THE BAD NEWS is that the stunning exhibition, Yoga: The Art of Transformation, the first visual history of yoga that premiered at the Smithsonian’s Sackler Gallery last October, will end all too soon. Unless another museum quickly leaps to its rescue and offers a new venue — which we should all fervently pray for — this extraordinary collection of South Asian art will have traveled to just three American museums (the Smithsonian in Washington, DC, San Francisco’s Asian Art Museum, and Cleveland’s Museum of Art) before being disassembled.


The good news, however, is that this sensational collection, chronicling the history of yoga, has been preserved in an equally extraordinary companion volume.


“Yoga emerged in India as a means to transcend suffering,” begins Debra Diamond, the gifted Sackler curator of the exhibition and editor of this 300-plus page edition of exquisite reproductions.

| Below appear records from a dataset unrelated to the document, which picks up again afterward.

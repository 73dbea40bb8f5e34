//! The forms extension: builds the outgoing payload for form submissions.

use crate::ext::ids;
use crate::ext::snippets::SnippetsExt;
use pagelet_core::{
    ActionOrigin, BoxError, ElementKind, Extension, FieldValue, FireCx, FireOutcome, FormRuntime,
    Part, PartValue, RequestBody, RequestSettings,
};
use std::sync::Arc;

/// Builds form bodies and re-initializes third-party validation on patched
/// snippets.
///
/// Submit and image controls inject their name/value (or click-coordinate
/// pair); POST forms become multipart when multipart upload is available,
/// with empty file fields pruned; everything else serializes to a single
/// urlencoded body.
pub struct FormsExt {
    runtime: Option<Arc<dyn FormRuntime>>,
    multipart: bool,
}

impl FormsExt {
    /// A forms extension with multipart upload available.
    pub fn new() -> Self {
        Self {
            runtime: None,
            multipart: true,
        }
    }

    /// Attach a third-party validation runtime to re-initialize on patched
    /// snippets containing forms.
    pub fn with_runtime(mut self, runtime: Arc<dyn FormRuntime>) -> Self {
        self.runtime = Some(runtime);
        self
    }

    /// Disable multipart upload; POST forms serialize as urlencoded.
    pub fn without_multipart(mut self) -> Self {
        self.multipart = false;
        self
    }
}

impl Default for FormsExt {
    fn default() -> Self {
        Self::new()
    }
}

impl Extension for FormsExt {
    async fn on_init(&self, cx: &FireCx<'_>) -> Result<FireOutcome, BoxError> {
        let Some(runtime) = self.runtime.clone() else {
            return Ok(FireOutcome::Continue);
        };
        let Some(snippets) = cx.lookup::<SnippetsExt>(ids::SNIPPETS) else {
            return Ok(FireOutcome::Continue);
        };
        snippets
            .engine()
            .on_after(move |node| runtime.init_forms_within(node));
        Ok(FireOutcome::Continue)
    }

    async fn on_prepare(
        &self,
        settings: &mut RequestSettings,
        _cx: &FireCx<'_>,
    ) -> Result<FireOutcome, BoxError> {
        let Some(origin) = settings.origin.as_ref() else {
            return Ok(FireOutcome::Continue);
        };
        let Some(form) = origin.form.as_ref() else {
            return Ok(FireOutcome::Continue);
        };
        let body = build_body(origin, form, settings.body.clone(), self.multipart)?;
        settings.body = body;
        Ok(FireOutcome::Continue)
    }
}

/// The control that initiated the submission contributes its own pair(s).
fn control_pairs(origin: &ActionOrigin) -> Vec<(String, String)> {
    let Some(name) = origin.element.attr("name") else {
        return Vec::new();
    };
    match origin.kind {
        ElementKind::SubmitControl => vec![(
            name.to_owned(),
            origin.element.attr("value").unwrap_or("").to_owned(),
        )],
        ElementKind::ImageControl => {
            let (x, y) = origin.event.offset.unwrap_or((0, 0));
            let (x, y) = (x.max(0), y.max(0));
            if name.contains('[') {
                // Inside a container: both coordinates under the one name.
                vec![
                    (format!("{name}[]"), x.to_string()),
                    (format!("{name}[]"), y.to_string()),
                ]
            } else {
                vec![
                    (format!("{name}.x"), x.to_string()),
                    (format!("{name}.y"), y.to_string()),
                ]
            }
        }
        _ => Vec::new(),
    }
}

fn existing_pairs(existing: RequestBody) -> Result<Vec<(String, String)>, BoxError> {
    match existing {
        RequestBody::Empty => Ok(Vec::new()),
        RequestBody::Pairs(pairs) => Ok(pairs),
        RequestBody::Encoded(encoded) => Ok(serde_urlencoded::from_str(&encoded)?),
        RequestBody::Multipart(parts) => Ok(parts
            .into_iter()
            .filter_map(|part| match part.value {
                PartValue::Text(value) => Some((part.name, value)),
                PartValue::File(_) => None,
            })
            .collect()),
    }
}

fn build_body(
    origin: &ActionOrigin,
    form: &pagelet_core::FormInfo,
    existing: RequestBody,
    multipart_available: bool,
) -> Result<RequestBody, BoxError> {
    let control = control_pairs(origin);
    let extra = existing_pairs(existing)?;

    if form.is_post() && multipart_available {
        let mut parts = Vec::new();
        for field in &form.fields {
            match &field.value {
                FieldValue::Text(value) => parts.push(Part {
                    name: field.name.clone(),
                    value: PartValue::Text(value.clone()),
                }),
                // Untouched file inputs are pruned; some engines stall on
                // empty file parts.
                FieldValue::File(file) if file.is_empty() => {}
                FieldValue::File(file) => parts.push(Part {
                    name: field.name.clone(),
                    value: PartValue::File(file.clone()),
                }),
            }
        }
        for (name, value) in control.into_iter().chain(extra) {
            parts.push(Part {
                name,
                value: PartValue::Text(value),
            });
        }
        return Ok(RequestBody::Multipart(parts));
    }

    let mut pairs: Vec<(String, String)> = form
        .fields
        .iter()
        .filter_map(|field| match &field.value {
            FieldValue::Text(value) => Some((field.name.clone(), value.clone())),
            FieldValue::File(_) => None,
        })
        .collect();
    pairs.extend(control);
    pairs.extend(extra);
    Ok(RequestBody::Encoded(serde_urlencoded::to_string(&pairs)?))
}

#[cfg(test)]
mod tests {
    use super::*;
    use pagelet_core::{Element, FilePart, FormInfo, UiEvent};

    fn origin_for(element: Element, event: UiEvent) -> ActionOrigin {
        ActionOrigin::derive(element, event)
    }

    fn body_for(origin: &ActionOrigin, existing: RequestBody, multipart: bool) -> RequestBody {
        let form = origin.form.as_ref().unwrap();
        build_body(origin, form, existing, multipart).unwrap()
    }

    #[test]
    fn get_form_serializes_urlencoded() {
        let form = FormInfo::new()
            .with_method("get")
            .with_field("q", "a b")
            .with_field("page", "2");
        let origin = origin_for(Element::new("form").with_form(form), UiEvent::new());
        let body = body_for(&origin, RequestBody::Empty, true);
        assert_eq!(body, RequestBody::Encoded("q=a+b&page=2".into()));
    }

    #[test]
    fn submit_control_injects_its_pair() {
        let form = FormInfo::new().with_field("q", "x");
        let submit = Element::new("input")
            .with_attr("type", "submit")
            .with_attr("name", "save")
            .with_attr("value", "Save")
            .with_form(form);
        let origin = origin_for(submit, UiEvent::new());
        let body = body_for(&origin, RequestBody::Empty, true);
        assert_eq!(body, RequestBody::Encoded("q=x&save=Save".into()));
    }

    #[test]
    fn image_control_injects_clamped_coordinates() {
        let form = FormInfo::new();
        let image = Element::new("input")
            .with_attr("type", "image")
            .with_attr("name", "map")
            .with_form(form);
        let origin = origin_for(image, UiEvent::new().with_offset(12, -3));
        let body = body_for(&origin, RequestBody::Empty, true);
        assert_eq!(body, RequestBody::Encoded("map.x=12&map.y=0".into()));
    }

    #[test]
    fn bracketed_image_name_keeps_the_container() {
        let image = Element::new("input")
            .with_attr("type", "image")
            .with_attr("name", "pos[coords]")
            .with_form(FormInfo::new());
        let origin = origin_for(image, UiEvent::new().with_offset(4, 5));
        let body = body_for(&origin, RequestBody::Empty, true);
        assert_eq!(
            body,
            RequestBody::Encoded("pos%5Bcoords%5D%5B%5D=4&pos%5Bcoords%5D%5B%5D=5".into())
        );
    }

    #[test]
    fn post_form_with_multipart_prunes_empty_files() {
        let form = FormInfo::new()
            .with_method("post")
            .with_field("title", "hello")
            .with_file("upload", FilePart::default())
            .with_file(
                "avatar",
                FilePart {
                    filename: "me.png".into(),
                    content_type: Some("image/png".into()),
                    bytes: vec![1, 2, 3],
                },
            );
        let origin = origin_for(Element::new("form").with_form(form), UiEvent::new());
        let body = body_for(&origin, RequestBody::Empty, true);
        let RequestBody::Multipart(parts) = body else {
            panic!("expected multipart");
        };
        let names: Vec<&str> = parts.iter().map(|p| p.name.as_str()).collect();
        assert_eq!(names, vec!["title", "avatar"]);
    }

    #[test]
    fn post_form_without_multipart_falls_back_to_urlencoded() {
        let form = FormInfo::new().with_method("post").with_field("a", "1");
        let origin = origin_for(Element::new("form").with_form(form), UiEvent::new());
        let body = body_for(&origin, RequestBody::Pairs(vec![("b".into(), "2".into())]), false);
        assert_eq!(body, RequestBody::Encoded("a=1&b=2".into()));
    }

    #[test]
    fn caller_data_merges_into_multipart() {
        let form = FormInfo::new().with_method("post").with_field("a", "1");
        let origin = origin_for(Element::new("form").with_form(form), UiEvent::new());
        let body = body_for(&origin, RequestBody::Encoded("extra=yes".into()), true);
        let RequestBody::Multipart(parts) = body else {
            panic!("expected multipart");
        };
        assert!(parts
            .iter()
            .any(|p| p.name == "extra" && p.value == PartValue::Text("yes".into())));
    }
}
//! Lifecycle event vocabulary.

use std::fmt;

/// The fixed set of pipeline events.
///
/// Each request/response lifecycle walks `prepare` → `before` → `start` →
/// (`success` | `error`) → `complete`. `init` fires once when the pipeline
/// is initialized and `load` fires on every (re)bind of request triggers.
#[derive(Debug, Clone, Copy, PartialEq, Eq, Hash)]
pub enum EventKind {
    /// One-time pipeline initialization.
    Init,
    /// (Re)binding of delegated request triggers.
    Load,
    /// Request settings are being assembled; handlers may mutate them.
    Prepare,
    /// Last gate before the transport engages; a veto aborts the send.
    Before,
    /// The request was issued; the handle is available for cancellation.
    Start,
    /// The response payload arrived and parsed.
    Success,
    /// The transport failed.
    Error,
    /// The exchange settled, whatever the outcome.
    Complete,
}

impl EventKind {
    /// All events, in lifecycle order.
    pub const ALL: [EventKind; 8] = [
        EventKind::Init,
        EventKind::Load,
        EventKind::Prepare,
        EventKind::Before,
        EventKind::Start,
        EventKind::Success,
        EventKind::Error,
        EventKind::Complete,
    ];

    /// Stable lowercase name, matched against off-list tokens.
    pub fn name(self) -> &'static str {
        match self {
            EventKind::Init => "init",
            EventKind::Load => "load",
            EventKind::Prepare => "prepare",
            EventKind::Before => "before",
            EventKind::Start => "start",
            EventKind::Success => "success",
            EventKind::Error => "error",
            EventKind::Complete => "complete",
        }
    }

    /// Gating events aggregate handler outcomes with short-circuit AND;
    /// the rest run every handler and only track vetoes.
    pub fn is_gating(self) -> bool {
        matches!(self, EventKind::Prepare | EventKind::Before)
    }
}

impl fmt::Display for EventKind {
    fn fmt(&self, f: &mut fmt::Formatter<'_>) -> fmt::Result {
        f.write_str(self.name())
    }
}
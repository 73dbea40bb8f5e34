//! The response payload contract.

use serde::Deserialize;
use std::collections::BTreeMap;

/// A parsed response payload.
///
/// Servers answer with a JSON object whose members are all optional:
/// `snippets` maps element ids to replacement markup, `redirect` asks for a
/// hard navigation, `state` is an opaque blob passed through unmodified.
/// Unknown members are retained for custom extensions.
#[derive(Debug, Clone, Default, PartialEq, Deserialize)]
pub struct ResponsePayload {
    /// Element id → replacement markup.
    #[serde(default)]
    pub snippets: BTreeMap<String, String>,
    /// Absolute or relative URL to navigate to.
    #[serde(default)]
    pub redirect: Option<String>,
    /// Opaque page state blob.
    #[serde(default)]
    pub state: Option<serde_json::Value>,
    /// Everything else the server sent.
    #[serde(flatten)]
    pub extra: serde_json::Map<String, serde_json::Value>,
}

impl ResponsePayload {
    /// Parse a raw response body.
    pub fn parse(body: &str) -> Result<Self, serde_json::Error> {
        serde_json::from_str(body)
    }

    /// Whether the payload carries any snippets.
    pub fn has_snippets(&self) -> bool {
        !self.snippets.is_empty()
    }
}
//! The default binder extension (registered under the `init` id).

use pagelet_core::{BindSelectors, BoxError, Document, Extension, FireCx, FireOutcome};
use std::sync::Arc;

/// Installs delegated request triggers on every `load`.
///
/// The selector set is configurable; the host's document implementation
/// owns the actual event delegation and feeds triggered actions back into
/// the bus.
pub struct BinderExt {
    document: Arc<dyn Document>,
    selectors: BindSelectors,
}

impl BinderExt {
    /// A binder with the default `.ajax` selectors.
    pub fn new(document: Arc<dyn Document>) -> Self {
        Self {
            document,
            selectors: BindSelectors::default(),
        }
    }

    /// Override the trigger selectors.
    pub fn with_selectors(mut self, selectors: BindSelectors) -> Self {
        self.selectors = selectors;
        self
    }
}

impl Extension for BinderExt {
    async fn on_load(&self, _cx: &FireCx<'_>) -> Result<FireOutcome, BoxError> {
        self.document.install_triggers(&self.selectors);
        Ok(FireOutcome::Continue)
    }
}
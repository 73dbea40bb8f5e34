//! Handler outcome and conversion traits.

use crate::error::BoxError;

/// Result of a handler invocation indicating whether the fire continues.
///
/// A veto is an explicit decision; anything that is not an explicit veto
/// (including "no opinion") continues the fire. This replaces the loose
/// `undefined` / `false` / truthy inspection of dynamic event buses with
/// two named states.
#[derive(Debug, Clone, Copy, PartialEq, Eq)]
pub enum FireOutcome {
    /// No opinion, or handled without objection; the fire continues.
    Continue,
    /// Explicit rejection. Gating events stop here; collect events record it.
    Veto,
}

impl FireOutcome {
    /// Whether this outcome is an explicit veto.
    pub fn is_veto(self) -> bool {
        matches!(self, FireOutcome::Veto)
    }
}

/// Trait for converting a handler's return value into a [`FireOutcome`].
///
/// # Default Implementations
///
/// - `()` → Continue
/// - `bool` → `true` = Continue, `false` = Veto
/// - `FireOutcome` → As is
/// - `Option<T>` → `None` means "no opinion", delegates otherwise
/// - `Result<T, E>` → Delegates to inner `T` or propagates the error
pub trait IntoOutcome {
    /// Convert the value into propagation behavior and optional error.
    fn into_outcome(self) -> Result<FireOutcome, BoxError>;
}

impl IntoOutcome for () {
    fn into_outcome(self) -> Result<FireOutcome, BoxError> {
        Ok(FireOutcome::Continue)
    }
}

impl IntoOutcome for bool {
    fn into_outcome(self) -> Result<FireOutcome, BoxError> {
        Ok(if self {
            FireOutcome::Continue
        } else {
            FireOutcome::Veto
        })
    }
}

impl IntoOutcome for FireOutcome {
    fn into_outcome(self) -> Result<FireOutcome, BoxError> {
        Ok(self)
    }
}

impl<T: IntoOutcome> IntoOutcome for Option<T> {
    fn into_outcome(self) -> Result<FireOutcome, BoxError> {
        match self {
            Some(value) => value.into_outcome(),
            None => Ok(FireOutcome::Continue),
        }
    }
}

impl<T, E> IntoOutcome for Result<T, E>
where
    T: IntoOutcome,
    E: std::error::Error + Send + Sync + 'static,
{
    fn into_outcome(self) -> Result<FireOutcome, BoxError> {
        match self {
            Ok(value) => value.into_outcome(),
            Err(e) => Err(Box::new(e)),
        }
    }
}

#[cfg(test)]
mod tests {
    use super::*;

    #[test]
    fn explicit_false_is_the_only_veto() {
        assert_eq!(().into_outcome().unwrap(), FireOutcome::Continue);
        assert_eq!(true.into_outcome().unwrap(), FireOutcome::Continue);
        assert_eq!(false.into_outcome().unwrap(), FireOutcome::Veto);
        assert_eq!(None::<bool>.into_outcome().unwrap(), FireOutcome::Continue);
        assert_eq!(Some(false).into_outcome().unwrap(), FireOutcome::Veto);
    }

    #[test]
    fn errors_propagate() {
        let result: Result<bool, std::io::Error> = Err(std::io::Error::other("boom"));
        assert!(result.into_outcome().is_err());
    }
}
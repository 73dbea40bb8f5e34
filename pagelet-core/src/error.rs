//! Error types for the pipeline.
//!
//! This module provides a structured error hierarchy using `thiserror`:
//!
//! - [`BusError`] - configuration, dependency and handler errors
//! - [`TransportError`] - transport failures surfaced through the `error` event

use crate::event::EventKind;
use thiserror::Error;

/// A boxed error type for handler-originated errors.
pub type BoxError = Box<dyn std::error::Error + Send + Sync + 'static>;

/// Errors raised by the bus itself.
///
/// Configuration errors fail fast at the call site; dependency errors name
/// both the dependent and the missing extension. Veto outcomes are *not*
/// errors — they are ordinary control flow carried by
/// [`FireOutcome`](crate::FireOutcome).
#[derive(Error, Debug)]
pub enum BusError {
    /// An extension with the same id is already registered.
    #[error("extension '{id}' is already registered")]
    DuplicateExtension {
        /// The contested id.
        id: String,
    },

    /// A required cross-extension lookup found nothing.
    #[error("extension '{dependent}' depends on missing extension '{missing}'")]
    MissingDependency {
        /// The extension that asked.
        dependent: String,
        /// The id it asked for.
        missing: String,
    },

    /// `init` was called a second time.
    #[error("pipeline is already initialized")]
    AlreadyInitialized,

    /// A handler failed; the fire it belonged to was aborted.
    #[error("extension '{id}' failed during {event}")]
    Extension {
        /// The misbehaving extension.
        id: String,
        /// The event that was being fired.
        event: EventKind,
        /// The underlying failure.
        #[source]
        source: BoxError,
    },
}

/// Errors reported by the transport collaborator.
///
/// Surfaced through the `error` event with no automatic retry; reaction is
/// entirely up to whichever extension or integrator chooses to observe it.
#[derive(Error, Debug, Clone, PartialEq, Eq)]
pub enum TransportError {
    /// The server answered with a non-success status.
    #[error("request failed with status {status}")]
    Status {
        /// HTTP status code.
        status: u16,
        /// Raw response body, if any.
        body: String,
    },

    /// The exchange failed below the HTTP layer.
    #[error("transport failure: {0}")]
    Io(String),

    /// The response body was not a well-formed payload.
    #[error("malformed response payload: {0}")]
    Payload(String),
}

#[cfg(test)]
mod tests {
    use super::*;

    #[test]
    fn dependency_error_names_both_sides() {
        let err = BusError::MissingDependency {
            dependent: "forms".into(),
            missing: "snippets".into(),
        };
        let msg = err.to_string();
        assert!(msg.contains("forms") && msg.contains("snippets"));
    }

    #[test]
    fn extension_error_carries_source() {
        let err = BusError::Extension {
            id: "broken".into(),
            event: EventKind::Success,
            source: "inner".into(),
        };
        assert!(std::error::Error::source(&err).is_some());
        assert!(err.to_string().contains("success"));
    }
}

On the following page, illustrating her comments, is a glorious triptych: Three Aspects of the Absolute, by the artist Bulaki, done in 1823.


"Three Aspects of the Absolute," Bulaki (1823)
Three Aspects of the Absolute, Bulaki (1823)

In the first panel, we see a sadhu sitting on the ground in meditation with a golden sky around him; in the second image, he has drifted away from any terrain anchoring him and now seems to be afloat in a golden mist; and in the third, we observe only a luminous “sea of gold” — our sadhu having entirely disappeared into enlightened “realization.”


Yoga, for which there is historical evidence as far back as 2600 BCE, has been practiced by Hindus, Buddhists, Jains, and Sikhs. Among the innumerable showstoppers in this collection is a white marbled Jina, a Jain teacher or realized soul. In this 12th-century Rajasthani sculpture, a naked, radiant Jina is seated upon an embroidered pillow in a full lotus asana.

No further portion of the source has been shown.